When I walk into Miriam's house, it reeks of urine, because she is unable to get out of bed, and pees on the mattress when she needs to relieve herself.  We've been praying with her, praying for her, asking others to pray... knowing that it's really in God's hands.  There is a hospice- like care that exists in Costa Rica.  But in order to get the care, you first need to get a special note from the doctor to go to another hospital, the "Hospital of Pain."  At the "HOP" is where the doctor's decide how close to death you are to be able to send a nurse to your home.  Miriam has the note to go to the "HOP" but not the energy to get there.  If she can't even get up to go to the bathroom, how will she climb the huge flight of stairs to leave the neighborhood?  And then get to the clinic?

It's hard.

And while I see the impossible in this whole situation- the fact that child service wants to take the kids away, the issue of one of the father's coming to Miriam's house and telling her, "Just die already so I can do what I want with the kids, the fact that they are just barely making it every day...  I also see the hand of God in the life of this family.
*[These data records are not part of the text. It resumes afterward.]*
use crate::{
    foundation::{
        core::{BezPath, Point, Rect, Rgba8},
        error::{VoiceprintsError, VoiceprintsResult},
    },
    render::backend::DrawSurface,
};

/// One sample of a time series.
#[derive(Clone, Copy, Debug, PartialEq, serde::Serialize, serde::Deserialize)]
pub struct SeriesPoint {
    pub t: f64,
    pub value: f64,
}

impl SeriesPoint {
    pub const fn new(t: f64, value: f64) -> Self {
        Self { t, value }
    }
}

/// Placeholder speech-rate series (words/min per minute of session) for the chart.
pub const SAMPLE_SERIES: [SeriesPoint; 6] = [
    SeriesPoint::new(0.0, 128.0),
    SeriesPoint::new(1.0, 141.0),
    SeriesPoint::new(2.0, 136.0),
    SeriesPoint::new(3.0, 152.0),
    SeriesPoint::new(4.0, 147.0),
    SeriesPoint::new(5.0, 150.0),
];

/// Draws a time series into a rectangle of a surface.
pub trait SeriesRenderer {
    /// Returns the number of line segments drawn.
    fn render(
        &self,
        surface: &mut dyn DrawSurface,
        area: Rect,
        points: &[SeriesPoint],
    ) -> VoiceprintsResult<usize>;
}

/// Polyline chart with an optional frame around the plot area.
#[derive(Clone, Debug, PartialEq)]
pub struct LineChart {
    pub line: Rgba8,
    pub line_width: f64,
    pub frame: Option<Rgba8>,
}

impl Default for LineChart {
    fn default() -> Self {
        Self {
            line: Rgba8::opaque(0x00, 0xff, 0xcc),
            line_width: 3.0,
            frame: Some(Rgba8::opaque(0xff, 0xff, 0xff).with_alpha(0x40)),
        }
    }
}

impl SeriesRenderer for LineChart {
    fn render(
        &self,
        surface: &mut dyn DrawSurface,
        area: Rect,
        points: &[SeriesPoint],
    ) -> VoiceprintsResult<usize> {
        if let Some(frame) = self.frame {
            let mut outline = BezPath::new();
            outline.move_to(Point::new(area.x0, area.y0));
            outline.line_to(Point::new(area.x1, area.y0));
            outline.line_to(Point::new(area.x1, area.y1));
            outline.line_to(Point::new(area.x0, area.y1));
            outline.close_path();
            surface.stroke_path(&outline, frame, 1.0)?;
        }

        let Some(path) = plot_path(area, points)? else {
            return Ok(0);
        };
        surface.stroke_path(&path, self.line, self.line_width)?;
        Ok(points.len() - 1)
    }
}

/// Map `points` into `area` (y grows downward on screen, so values are inverted).
///
/// Returns `None` for fewer than two points. A zero range on either axis places the
/// points on that axis' centre line.
pub fn plot_path(area: Rect, points: &[SeriesPoint]) -> VoiceprintsResult<Option<BezPath>> {
    if points
        .iter()
        .any(|p| !(p.t.is_finite() && p.value.is_finite()))
    {
        return Err(VoiceprintsError::validation(
            "series points must be finite",
        ));
    }
    if points.len() < 2 {
        return Ok(None);
    }

    let (t_min, t_max) = min_max(points.iter().map(|p| p.t));
    let (v_min, v_max) = min_max(points.iter().map(|p| p.value));

    let map = |p: &SeriesPoint| {
        let fx = if t_max > t_min {
            (p.t - t_min) / (t_max - t_min)
        } else {
            0.5
        };
        let fy = if v_max > v_min {
            (p.value - v_min) / (v_max - v_min)
        } else {
            0.5
        };
        Point::new(area.x0 + fx * area.width(), area.y1 - fy * area.height())
    };

    let mut path = BezPath::new();
    path.move_to(map(&points[0]));
    for p in &points[1..] {
        path.line_to(map(p));
    }
    Ok(Some(path))
}

fn min_max(values: impl Iterator<Item = f64>) -> (f64, f64) {
    values.fold((f64::INFINITY, f64::NEG_INFINITY), |(lo, hi), v| {
        (lo.min(v), hi.max(v))
    })
}

#[cfg(test)]
#[path = "../../tests/unit/dashboard/chart.rs"]
mod tests;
Miriam has had cancer for 5 years, has never had any medical treatment, and is still her.  Is that what a miracle looks like?

What about the miracle of little Oscar- the 5 year old child that was conceived at the same time Miriam was diagnosed with cancer, and is a healthy, active little guy.

It's a miracle that they're all in school- and passing their classes.

Every time I see Miriam's kids playing, I think of what a miracle it is, that they have joy in life, despite the fact that they are watching their mother die.

On Saturday Miriam had enough strength to climb the stairs to our Metro van so we could take her to the clinic.  It's the first time I've seen her out of her bed in the past 2 months.  I am a witness to that miracle.

But I'm also praying for another miracle- the miracle that Miriam's body would be completely healed by the hand of God so she could raise little Oscar and all of his older brother's and sisters.